The cognitive behavioural therapy (CBT) is a form of psychotherapy for the management of mental health disorders through promotion of happiness and modifying some of the patient’s dysfunctional behaviors, thoughts, and their emotions (Robichaud et al.,2019). Unlike the traditional methods of treatment that focus on poking childhood memories, CBT focuses on solution finding by encouraging the patients to fight their distorted abilities and change some of their unwanted behaviors. All mental problems cause distress that relates to behaviour, thoughts, and perceptions. Thus, through CBT, all harmful thoughts are identified and classified as appropriate or inappropriate depiction of reality and then the therapists help the patients challenge and overcome the habits. It is applicable in managing all patients including children and elderly. CBT has been very effective some common mental conditions such as anxiety disorders, major depressive disorders, post-traumatic stress disorder, and obsessive compulsive disorders.

Legal and ethical implications

Just like other aspects of healthcare, there are legal and ethical implications for counselling mental health clients and their families. All practitioners should be involving when counselling the patients such that the information becomes known even to the family members. Consultation with other members is important as well so as to gather experiences and more knowledge on the matter of mental health. All patients and families should be involved in the management and thus willingly sign the consent for acceptance (Kramer et al.,2015). Additionally, confidentiality should be upheld to optimum levels as the information acquired is not supposed to be known by anyone else even the professionals unless the team taking care of the patient.

 

 

 

 

References

Kramer, G. M., Kinn, J. T., & Mishkind, M. C. (2015). Legal, regulatory, and risk management   issues in the use of technology to deliver mental health care. Cognitive and Behavioral           Practice, 22(3), 258-268.

Lader, M. (2015). Generalized anxiety disorder. Encyclopedia of psychopharmacology, 699-702.

Otte, C., Gold, S. M., Penninx, B. W., Pariante, C. M., Etkin, A., Fava, M., … & Schatzberg, A.   F. (2016).
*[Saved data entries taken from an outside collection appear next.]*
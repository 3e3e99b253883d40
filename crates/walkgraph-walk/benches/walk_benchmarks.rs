use criterion::{criterion_group, criterion_main, BenchmarkId, Criterion};
use std::hint::black_box;
use std::time::Duration;
use walkgraph_core::{EvaluationConfig, NodeId};
use walkgraph_graph::{GraphBuilder, WalkGraph};
use walkgraph_walk::{Evaluator, TransitionTable};

/// Random graph where every node has between one and three outgoing edges.
fn create_random_graph(node_count: usize) -> WalkGraph {
    fastrand::seed(7);
    let mut builder = GraphBuilder::new(node_count);
    for from in 0..node_count as NodeId {
        let degree = fastrand::usize(1..=3);
        while builder.out_degree(from) < degree {
            let to = fastrand::u32(..node_count as NodeId);
            if to != from && !builder.contains_edge(from, to) {
                builder
                    .add_edge(from, to, fastrand::f64() * 9.0 + 1.0)
                    .expect("edge within range");
            }
        }
    }
    builder.build_unchecked()
}

fn bench_transition_table(c: &mut Criterion) {
    let mut group = c.benchmark_group("transition_table");
    for size in [100usize, 500] {
        let graph = create_random_graph(size);
        group.bench_with_input(BenchmarkId::from_parameter(size), &graph, |b, graph| {
            b.iter(|| TransitionTable::from_graph(black_box(graph)).unwrap())
        });
    }
    group.finish();
}

fn bench_evaluate_workload(c: &mut Criterion) {
    let mut group = c.benchmark_group("evaluate_workload");
    group.measurement_time(Duration::from_secs(10));
    group.sample_size(20);

    let graph = create_random_graph(500);
    let workload: Vec<(NodeId, u64)> = (0..50).map(|t| (t, 50 - t as u64)).collect();

    for parallel in [false, true] {
        let evaluator = Evaluator::new(EvaluationConfig {
            trials_per_target: 200,
            parallel,
            ..EvaluationConfig::default()
        });
        let label = if parallel { "parallel" } else { "sequential" };
        group.bench_function(label, |b| {
            b.iter(|| evaluator.evaluate(black_box(&graph), &workload).unwrap())
        });
    }
    group.finish();
}

criterion_group!(benches, bench_transition_table, bench_evaluate_workload);
criterion_main!(benches);
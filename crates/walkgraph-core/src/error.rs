use crate::NodeId;
use thiserror::Error;

/// A structural rule broken by a candidate topology.
///
/// Raised before a graph is handed out; the search loop treats every variant
/// as recoverable and moves on to the next candidate.
#[derive(Error, Debug, Clone, PartialEq)]
pub enum ConstraintViolation {
    #[error("edge budget exceeded: {edges} edges, budget is {budget}")]
    EdgeBudgetExceeded { edges: usize, budget: usize },

    #[error("node {node} has no outgoing edges")]
    DeadEnd { node: NodeId },

    #[error("node {node} has {degree} outgoing edges, limit is {limit}")]
    OutDegreeExceeded {
        node: NodeId,
        degree: usize,
        limit: usize,
    },

    #[error("edge {from} -> {to} has invalid weight {weight}")]
    InvalidWeight {
        from: NodeId,
        to: NodeId,
        weight: f64,
    },

    #[error("duplicate edge {from} -> {to}")]
    DuplicateEdge { from: NodeId, to: NodeId },

    #[error("node {node} is outside 0..{node_count}")]
    NodeOutOfRange { node: NodeId, node_count: usize },

    #[error("graph has {actual} nodes, expected {expected}")]
    NodeCountMismatch { actual: usize, expected: usize },

    #[error("node {node} is missing from the adjacency")]
    MissingNode { node: NodeId },

    #[error("invalid tier layout: {0}")]
    TierLayout(String),
}

#[derive(Error, Debug)]
pub enum WalkGraphError {
    #[error("IO error: {0}")]
    Io(#[from] std::io::Error),

    #[error("Serialization error: {0}")]
    Serialization(#[from] serde_json::Error),

    #[error("Configuration error: {0}")]
    Config(String),

    #[error("Constraint violation: {0}")]
    ConstraintViolation(#[from] ConstraintViolation),

    #[error("Empty profile: the query log contains no entries")]
    EmptyProfile,

    #[error("Structural invariant violation: node {node} is a dead end (walk toward {target})")]
    StructuralInvariantViolation { node: NodeId, target: NodeId },

    #[error("Node {node} is outside 0..{node_count}")]
    NodeOutOfRange { node: NodeId, node_count: usize },

    #[error("Invalid parameter: {0}")]
    InvalidParameter(String),
}

impl WalkGraphError {
    /// Whether a search loop may skip the failing candidate and continue.
    pub fn is_recoverable(&self) -> bool {
        matches!(self, Self::ConstraintViolation(_))
    }
}

impl From<config::ConfigError> for WalkGraphError {
    fn from(err: config::ConfigError) -> Self {
        Self::Config(err.to_string())
    }
}

impl From<toml::de::Error> for WalkGraphError {
    fn from(err: toml::de::Error) -> Self {
        Self::Config(err.to_string())
    }
}

pub type Result<T> = std::result::Result<T, WalkGraphError>;
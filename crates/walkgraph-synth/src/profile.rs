use serde::{Deserialize, Serialize};
use std::collections::BTreeMap;
use tracing::debug;
use walkgraph_core::{NodeId, Result, WalkGraphError};

/// Read-only summary of a query log: how often each node was requested.
///
/// The ranking lists queried nodes by descending count, ties broken by
/// ascending node id. Profiles are never mutated; a changed log means a new
/// profile.
#[derive(Debug, Clone, PartialEq, Default)]
pub struct QueryProfile {
    counts: BTreeMap<NodeId, u64>,
    ranking: Vec<NodeId>,
    total: u64,
}

/// Human-facing digest of a profile.
#[derive(Debug, Clone, PartialEq, Serialize, Deserialize)]
pub struct ProfileReport {
    pub total_queries: u64,
    pub unique_targets: usize,
    pub top_targets: Vec<(NodeId, u64)>,
    /// Targets queried at least twice.
    pub high_value_targets: usize,
    pub max_queried_node: Option<NodeId>,
    /// `(k, share of queries covered by the top k nodes)`
    pub coverage: Vec<(usize, f64)>,
}

impl QueryProfile {
    /// Profile an ordered query log. An empty log is an explicit
    /// [`WalkGraphError::EmptyProfile`]; callers that want to proceed use
    /// [`QueryProfile::empty`] with a fallback tiering.
    pub fn from_log(log: &[NodeId]) -> Result<Self> {
        if log.is_empty() {
            return Err(WalkGraphError::EmptyProfile);
        }
        let mut counts = BTreeMap::new();
        for &target in log {
            *counts.entry(target).or_insert(0u64) += 1;
        }
        let profile = Self::from_counts(counts);
        debug!(
            queries = profile.total,
            unique = profile.counts.len(),
            "profiled query log"
        );
        Ok(profile)
    }

    /// Build from explicit counts. Zero counts are dropped.
    pub fn from_counts(counts: impl IntoIterator<Item = (NodeId, u64)>) -> Self {
        let counts: BTreeMap<NodeId, u64> = counts.into_iter().filter(|&(_, c)| c > 0).collect();
        let mut ranking: Vec<NodeId> = counts.keys().copied().collect();
        // Stable sort over ascending ids keeps id order among ties.
        ranking.sort_by(|a, b| counts[b].cmp(&counts[a]));
        let total = counts.values().sum();
        Self {
            counts,
            ranking,
            total,
        }
    }

    /// Profile with zero entries and an empty ranking.
    pub fn empty() -> Self {
        Self::default()
    }

    pub fn is_empty(&self) -> bool {
        self.total == 0
    }

    pub fn total_queries(&self) -> u64 {
        self.total
    }

    pub fn unique_targets(&self) -> usize {
        self.counts.len()
    }

    pub fn count(&self, node: NodeId) -> u64 {
        self.counts.get(&node).copied().unwrap_or(0)
    }

    /// Fraction of all queries that asked for `node`.
    pub fn share(&self, node: NodeId) -> f64 {
        if self.total == 0 {
            return 0.0;
        }
        self.count(node) as f64 / self.total as f64
    }

    pub fn ranking(&self) -> &[NodeId] {
        &self.ranking
    }

    /// `(node, count)` pairs in ranking order; this is the evaluation workload.
    pub fn workload(&self) -> Vec<(NodeId, u64)> {
        self.ranking.iter().map(|&n| (n, self.counts[&n])).collect()
    }

    /// Share of queries that target one of the `k` highest-ranked nodes.
    pub fn top_k_coverage(&self, k: usize) -> f64 {
        if self.total == 0 {
            return 0.0;
        }
        let covered: u64 = self.ranking.iter().take(k).map(|n| self.counts[n]).sum();
        covered as f64 / self.total as f64
    }

    /// Nodes in `0..node_count` that never appear in the log, ascending.
    pub fn never_queried(&self, node_count: usize) -> Vec<NodeId> {
        (0..node_count as NodeId)
            .filter(|n| !self.counts.contains_key(n))
            .collect()
    }

    /// Nodes queried at least `min_count` times, in ranking order.
    pub fn high_value_targets(&self, min_count: u64) -> Vec<NodeId> {
        self.ranking
            .iter()
            .copied()
            .take_while(|n| self.counts[n] >= min_count)
            .collect()
    }

    pub fn max_queried_node(&self) -> Option<NodeId> {
        self.counts.keys().next_back().copied()
    }

    /// Profile with `node`'s count replaced, leaving this one untouched.
    pub fn with_count(&self, node: NodeId, count: u64) -> Self {
        let mut counts = self.counts.clone();
        counts.insert(node, count);
        Self::from_counts(counts)
    }

    pub fn report(&self, top: usize, coverage_ks: &[usize]) -> ProfileReport {
        ProfileReport {
            total_queries: self.total,
            unique_targets: self.counts.len(),
            top_targets: self.workload().into_iter().take(top).collect(),
            high_value_targets: self.high_value_targets(2).len(),
            max_queried_node: self.max_queried_node(),
            coverage: coverage_ks
                .iter()
                .map(|&k| (k, self.top_k_coverage(k)))
                .collect(),
        }
    }
}
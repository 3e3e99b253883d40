//! WalkGraph random-walk evaluation
//!
//! Provides:
//! - Transition tables built once per graph, shared by every trial
//! - Pluggable step samplers (weighted choice, greedy heaviest-edge)
//! - Seedable per-trial random sources for reproducible, parallel trials
//! - Workload-weighted success-rate and path-length statistics
//! - Injectable score policies for ranking candidate topologies

pub mod evaluator;
pub mod rng;
pub mod sampler;
pub mod score;
pub mod stats;

pub use evaluator::*;
pub use rng::*;
pub use sampler::*;
pub use score::*;
pub use stats::*;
Major depressive disorder. Nature reviews Disease primers, 2, 16065.

Robichaud, M., Koerner, N., & Dugas, M. J. (2019). Cognitive behavioral treatment for   generalized anxiety disorder: From science to practice. Routledge.

Schmaal, L., Veltman, D. J., van Erp, T. G., Sämann, P. G., Frodl, T., Jahanshad, N., … &            Vernooij, M. W. (2016). Subcortical brain alterations in major depressive disorder:        findings from the ENIGMA Major Depressive Disorder working group. Molecular           psychiatry, 21(6), 806.

Stein, M. B., & Sareen, J. (2015). Generalized anxiety disorder. New England Journal of Medicine, 373(21), 2059-2068.